**TASK BRIEF**
Print the first line of the records below and every line after it, up to and including the line with "square ring, closed.". Print nothing else.

**DATA FOR THE TASK**

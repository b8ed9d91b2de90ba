/*
This code is part of the TraplineTools field-deployment library.
Authors: Vector Control Services
Created: 19/10/2026
Last Modified: 19/10/2026
License: MIT
*/
use std::env;
use std::fs;
use trapline_common::structures::{Point2D, Polyline};
use trapline_vector::{ShapeType, Shapefile, ShapefileGeometry};

/// A fresh, empty scratch directory under the system temp dir.
pub fn scratch_dir(name: &str) -> String {
    let dir = env::temp_dir().join(format!("trapline_tools_{}_{}", name, std::process::id()));
    let _ = fs::remove_dir_all(&dir);
    fs::create_dir_all(&dir).unwrap();
    dir.to_string_lossy().to_string()
}

pub fn join(dir: &str, file_name: &str) -> String {
    std::path::Path::new(dir)
        .join(file_name)
        .to_string_lossy()
        .to_string()
}

pub fn to_args(v: &[&str]) -> Vec<String> {
    v.iter().map(|s| s.to_string()).collect()
}

/// Clockwise square ring, closed.
pub fn square(x0: f64, y0: f64, size: f64) -> Vec<Point2D> {
    vec![
        Point2D::new(x0, y0),
        Point2D::new(x0, y0 + size),
        Point2D::new(x0 + size, y0 + size),
        Point2D::new(x0 + size, y0),
        Point2D::new(x0, y0),
    ]
}

/// Writes a single polygon record made of the given rings.
pub fn write_polygon(file_name: &str, rings: &[Vec<Point2D>], projection: &str) {
    write_polygons(file_name, &[rings.to_vec()], projection);
}

/// Writes one polygon record per feature.
pub fn write_polygons(file_name: &str, features: &[Vec<Vec<Point2D>>], projection: &str) {
    let mut output = Shapefile::new(file_name, ShapeType::Polygon).unwrap();
    output.projection = projection.to_string();
    for rings in features {
        let mut sfg = ShapefileGeometry::new(ShapeType::Polygon);
        for ring in rings {
            sfg.add_part(ring);
        }
        output.add_record(sfg).unwrap();
    }
    output.write().unwrap();
}

/// Writes one PolyLine record per line.
pub fn write_lines(file_name: &str, lines: &[Polyline], projection: &str) {
    let mut output = Shapefile::new(file_name, ShapeType::PolyLine).unwrap();
    output.projection = projection.to_string();
    for pl in lines {
        let mut sfg = ShapefileGeometry::new(ShapeType::PolyLine);
        sfg.add_part(&pl.vertices);
        output.add_record(sfg).unwrap();
    }
    output.write().unwrap();
}
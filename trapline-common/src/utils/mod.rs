// private sub-module defined in other files
mod byte_order_reader;
mod byte_order_writer;

// exports identifiers from private sub-modules in the current module namespace
pub use self::byte_order_reader::ByteOrderReader;
pub use self::byte_order_reader::Endianness;
pub use self::byte_order_writer::ByteOrderWriter;

use std::time::Instant;

/// Returns a formatted string of elapsed time, e.g.
/// `1min 34.852s`
pub fn get_formatted_elapsed_time(instant: Instant) -> String {
    let dur = instant.elapsed();
    let minutes = dur.as_secs() / 60;
    let sub_sec = dur.as_secs() % 60;
    let sub_milli = dur.subsec_millis();
    if minutes > 0 {
        return format!("{}min {}.{:03}s", minutes, sub_sec, sub_milli);
    }
    format!("{}.{:03}s", sub_sec, sub_milli)
}

/// Prints the tool's welcome banner, sized to the tool name.
pub fn print_welcome_banner(tool_name: &str) {
    let welcome_len = format!("* Welcome to {} *", tool_name).len().max(28);
    // 28 = length of the 'Powered by' statement.
    println!("{}", "*".repeat(welcome_len));
    println!(
        "* Welcome to {} {}*",
        tool_name,
        " ".repeat(welcome_len - 15 - tool_name.len())
    );
    println!("* Powered by TraplineTools {}*", " ".repeat(welcome_len - 28));
    println!("{}", "*".repeat(welcome_len));
}

/// Tracks percentage progress and prints it when it changes.
pub struct ProgressReporter {
    total: usize,
    old_progress: usize,
    verbose: bool,
    label: String,
}

impl ProgressReporter {
    pub fn new(label: &str, total: usize, verbose: bool) -> ProgressReporter {
        ProgressReporter {
            total: total,
            old_progress: usize::MAX,
            verbose: verbose,
            label: label.to_string(),
        }
    }

    pub fn update(&mut self, completed: usize) {
        if !self.verbose || self.total == 0 {
            return;
        }
        let progress = (100.0_f64 * completed as f64 / self.total as f64) as usize;
        if progress != self.old_progress {
            println!("{}: {}%", self.label, progress);
            self.old_progress = progress;
        }
    }
}

#[cfg(test)]
mod test {
    use super::get_formatted_elapsed_time;
    use std::time::Instant;

    #[test]
    fn test_elapsed_time_format() {
        let s = get_formatted_elapsed_time(Instant::now());
        assert!(s.ends_with('s'));
        assert!(!s.contains("min"));
    }
}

**RESPONSE TO THIS EXERCISE**
repository b8ed9d91b2de90ba
/*
This code is part of the TraplineTools field-deployment library.
Authors: Vector Control Services
Created: 19/10/2026
Last Modified: 19/10/2026
License: MIT
*/
use std::env;
use std::fs;
use trapline_common::structures::{Point2D, Polyline};
use trapline_vector::{ShapeType, Shapefile, ShapefileGeometry};

/// A fresh, empty scratch directory under the system temp dir.
pub fn scratch_dir(name: &str) -> String {
    let dir = env::temp_dir().join(format!("trapline_tools_{}_{}", name, std::process::id()));
    let _ = fs::remove_dir_all(&dir);
    fs::create_dir_all(&dir).unwrap();
    dir.to_string_lossy().to_string()
}

pub fn join(dir: &str, file_name: &str) -> String {
    std::path::Path::new(dir)
        .join(file_name)
        .to_string_lossy()
        .to_string()
}

pub fn to_args(v: &[&str]) -> Vec<String> {
    v.iter().map(|s| s.to_string()).collect()
}

/// Clockwise square ring, closed.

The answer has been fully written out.